One response to this repression was the formation of Russia's first organized revolutionary party, Narodnaya Volya("People's Will"), in June 1879. It favoured secret society-led terrorism, justified “as a means of exerting pressure on the government for reform, as the spark that would ignite a vast peasant uprising, and as the inevitable response to the regime's use of violence against the revolutionaries”. The attempt to get the peasantry to overthrow the Tsar proved unsuccessful, due to the peasantry's idolisation of the latter as someone "on their side". Narodism therefore developed the practice of terrorism: the peasantry, they believed, had to be shown that the Tsar was not supernatural, and could be killed. This theory, called "direct struggle", intended "uninterrupted demonstration of the possibility of struggling against the government, in this manner lifting the revolutionary spirit of the people and its faith in the success of the cause, and organising those capable of fighting". On March 1, 1881, they succeeded in assassinating Alexander II. This act backfired on a political level, because the peasantry were generally horrified by the murder, and the government had many Narodnaya Volya leaders hanged, leaving the group unorganized and ineffective.
However, these events did not mark the end of the movement, and the later Socialist-Revolutionaries, Popular Socialists, and Trudoviks all pursued similar ideas and tactics to the Narodniks. The philosophy and actions of the Narodniks therefore helped prepare the way for the Russian revolutions of 1905 and 1917.
The Narodniks during in the 1870s failed to initiate a peasant revolution against the Russian autocracy because (1) they manufactured an idealized image of the peasant classes that was not reflected in reality, (2) there was a lack of unity within the movement, (3) the peasants could not economically or intellectually relate to the Narodniks and (4) the government repressed the movement.
Russian political activists and government officials often claimed to be working to improve the lives of Russian peasants; in reality, they were manipulating the image of the peasant to further their own political objectives. Narodniks saw the peasant commune as a Russia that had not been tainted by western influence; Alexander Herzen wrote that the narod was “the official Russia; the real Russia.” By having a biased understanding of the peasantry, the Narodniks struggled to relate to the peasantry. A populist desire to think only the best of the narod led to unbound faith in the Narodnik system of propagandizing; that faith led to naivety and ultimately failure.
Idealizing the narod caused the Narodniks to make mistakes with how they approached rural Russians.
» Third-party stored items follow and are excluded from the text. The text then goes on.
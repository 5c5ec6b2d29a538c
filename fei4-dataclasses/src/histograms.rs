//! Fixed-size histograms filled during interpretation
//!
//! All histograms have their size fixed at construction,
//! out of range fills saturate into the last bin so a noisy
//! stream can never grow them.

use std::fmt;

use crate::constants::{NCOLS, NROWS};

/// A plain fixed-size counting histogram
#[derive(Debug, Clone, PartialEq)]
pub struct Histogram1D {
  bins : Vec<u64>,
}

impl Histogram1D {

  pub fn new(n_bins : usize) -> Self {
    Self {
      bins : vec![0u64; n_bins],
    }
  }

  /// Count one entry. Out of range bins saturate into
  /// the last bin.
  pub fn fill(&mut self, bin : usize) {
    let idx = bin.min(self.bins.len() - 1);
    self.bins[idx] += 1;
  }

  pub fn bin(&self, idx : usize) -> u64 {
    self.bins[idx]
  }

  pub fn n_bins(&self) -> usize {
    self.bins.len()
  }

  pub fn total(&self) -> u64 {
    self.bins.iter().sum()
  }

  pub fn bins(&self) -> &[u64] {
    &self.bins
  }
}

impl fmt::Display for Histogram1D {
  fn fmt(&self, f: &mut fmt::Formatter) -> fmt::Result {
    write!(f, "<Histogram1D: {} bins, {} entries>",
           self.bins.len(), self.total())
  }
}

/// Per-pixel hit counts over the full matrix
#[derive(Debug, Clone, PartialEq)]
pub struct OccupancyMap {
  counts : Vec<u32>,
}

impl OccupancyMap {

  pub fn new() -> Self {
    Self {
      counts : vec![0u32; NCOLS*NROWS],
    }
  }

  /// Count a hit at the given 1-based column/row. Hits
  /// outside the matrix are ignored here, the interpreter
  /// screens them beforehand.
  pub fn fill(&mut self, column : u8, row : u16) {
    if column < 1 || column as usize > NCOLS || row < 1 || row as usize > NROWS {
      return;
    }
    let idx = (column as usize - 1)*NROWS + (row as usize - 1);
    self.counts[idx] += 1;
  }

  pub fn count(&self, column : u8, row : u16) -> u32 {
    let idx = (column as usize - 1)*NROWS + (row as usize - 1);
    self.counts[idx]
  }

  pub fn total(&self) -> u64 {
    self.counts.iter().map(|&c| c as u64).sum()
  }
}

impl Default for OccupancyMap {
  fn default() -> Self {
    Self::new()
  }
}

/// Stream-consistency error codes
///
/// These never abort interpretation, each occurrence counts
/// into its bucket of the error histogram.
#[derive(Debug, Copy, Clone, PartialEq)]
pub enum ErrorCode {
  /// bcid not contiguous between headers of one event
  BcidJump         = 0,
  /// lvl1id did not follow the expected increment
  L1idJump         = 1,
  /// a data record arrived with no event open
  UnexpectedRecord = 2,
  /// the chunk carried a hardware truncation flag
  Truncation       = 3,
  /// word matched no known pattern
  UnknownWord      = 4,
  /// second hit would land beyond the last row
  RowOverflow      = 5,
}

impl ErrorCode {
  pub fn bucket(&self) -> usize {
    *self as usize
  }
}

impl fmt::Display for ErrorCode {
  fn fmt(&self, f: &mut fmt::Formatter) -> fmt::Result {
    let repr = match self {
      ErrorCode::BcidJump         => "BcidJump",
      ErrorCode::L1idJump         => "L1idJump",
      ErrorCode::UnexpectedRecord => "UnexpectedRecord",
      ErrorCode::Truncation       => "Truncation",
      ErrorCode::UnknownWord      => "UnknownWord",
      ErrorCode::RowOverflow      => "RowOverflow",
    };
    write!(f, "{}", repr)
  }
}

#[cfg(test)]
mod tests {
  use super::*;

  #[test]
  fn fill_saturates_into_last_bin() {
    let mut hist = Histogram1D::new(4);
    hist.fill(0);
    hist.fill(3);
    hist.fill(17);
    assert_eq!(hist.bin(0), 1);
    assert_eq!(hist.bin(3), 2);
    assert_eq!(hist.total(), 3);
  }

  #[test]
  fn occupancy_corners() {
    let mut occ = OccupancyMap::new();
    occ.fill(1, 1);
    occ.fill(80, 336);
    occ.fill(80, 336);
    assert_eq!(occ.count(1, 1), 1);
    assert_eq!(occ.count(80, 336), 2);
    assert_eq!(occ.total(), 3);
  }
}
Rural Russians were typically highly devoted to the Tsar and to the Orthodox Church; not understanding this, the Narodnik rhetoric blamed the Tsar and centralized religion for the peasants’ lack of land and material resources. Another example of the cultural disconnect between the intelligentsia and the peasants in the “to the people” movement was the Narodniks propagandizing through pamphlets when virtually all poor Russians were illiterate. In essence, the Narodnik movement in 1874 failed because they approached the peasants as though the peasants were intellectuals like themselves. Radicals in the latter part of the 1870s would learn that their concept of the narod was flawed, and intellectuals would have to instead make themselves into peasants to have success in the movement and begin a revolution against the government of Alexander II. Nikolay Chernyshevsky’s “anthropological principle” held that all humans, regardless of class, have many intrinsic similarities, and intellectuals saw in the peasants a purified version of themselves that could be radicalized; time demonstrated that this was simply not the case.
The second cause of Narodnik failure—disunity—is best demonstrated by the split in the movement between Bakunists and Lavrists. The former believed revolution among the peasantry and populist uprisings in Russia would begin in the immediate future, the latter believed that propaganda should precede revolution, and the process would be more gradual. Bakunists believed that the peasants were ready to revolt with little propagandizing, whereas the Lavrists thought that considerable effort would be needed for the uprisings to begin. A lack of ideological unity resulted in varied approaches to the movement, and because of this the Narodniks no longer presented a united front to rural Russia. Some Narodniks believed in propagandizing by staying in one area for an extended period of time and assimilating into a commune that they were trying to revolutionize (“settled” propaganda), and others practiced propagandizing by using pamphlets and literature to maximize the number of people that the message reached (“flying” propaganda). Both methods had their weaknesses; settled propaganda fostered mistrust because of cultural and religious differences between the intellectuals and the peasants, while flying propaganda simply lacked depth.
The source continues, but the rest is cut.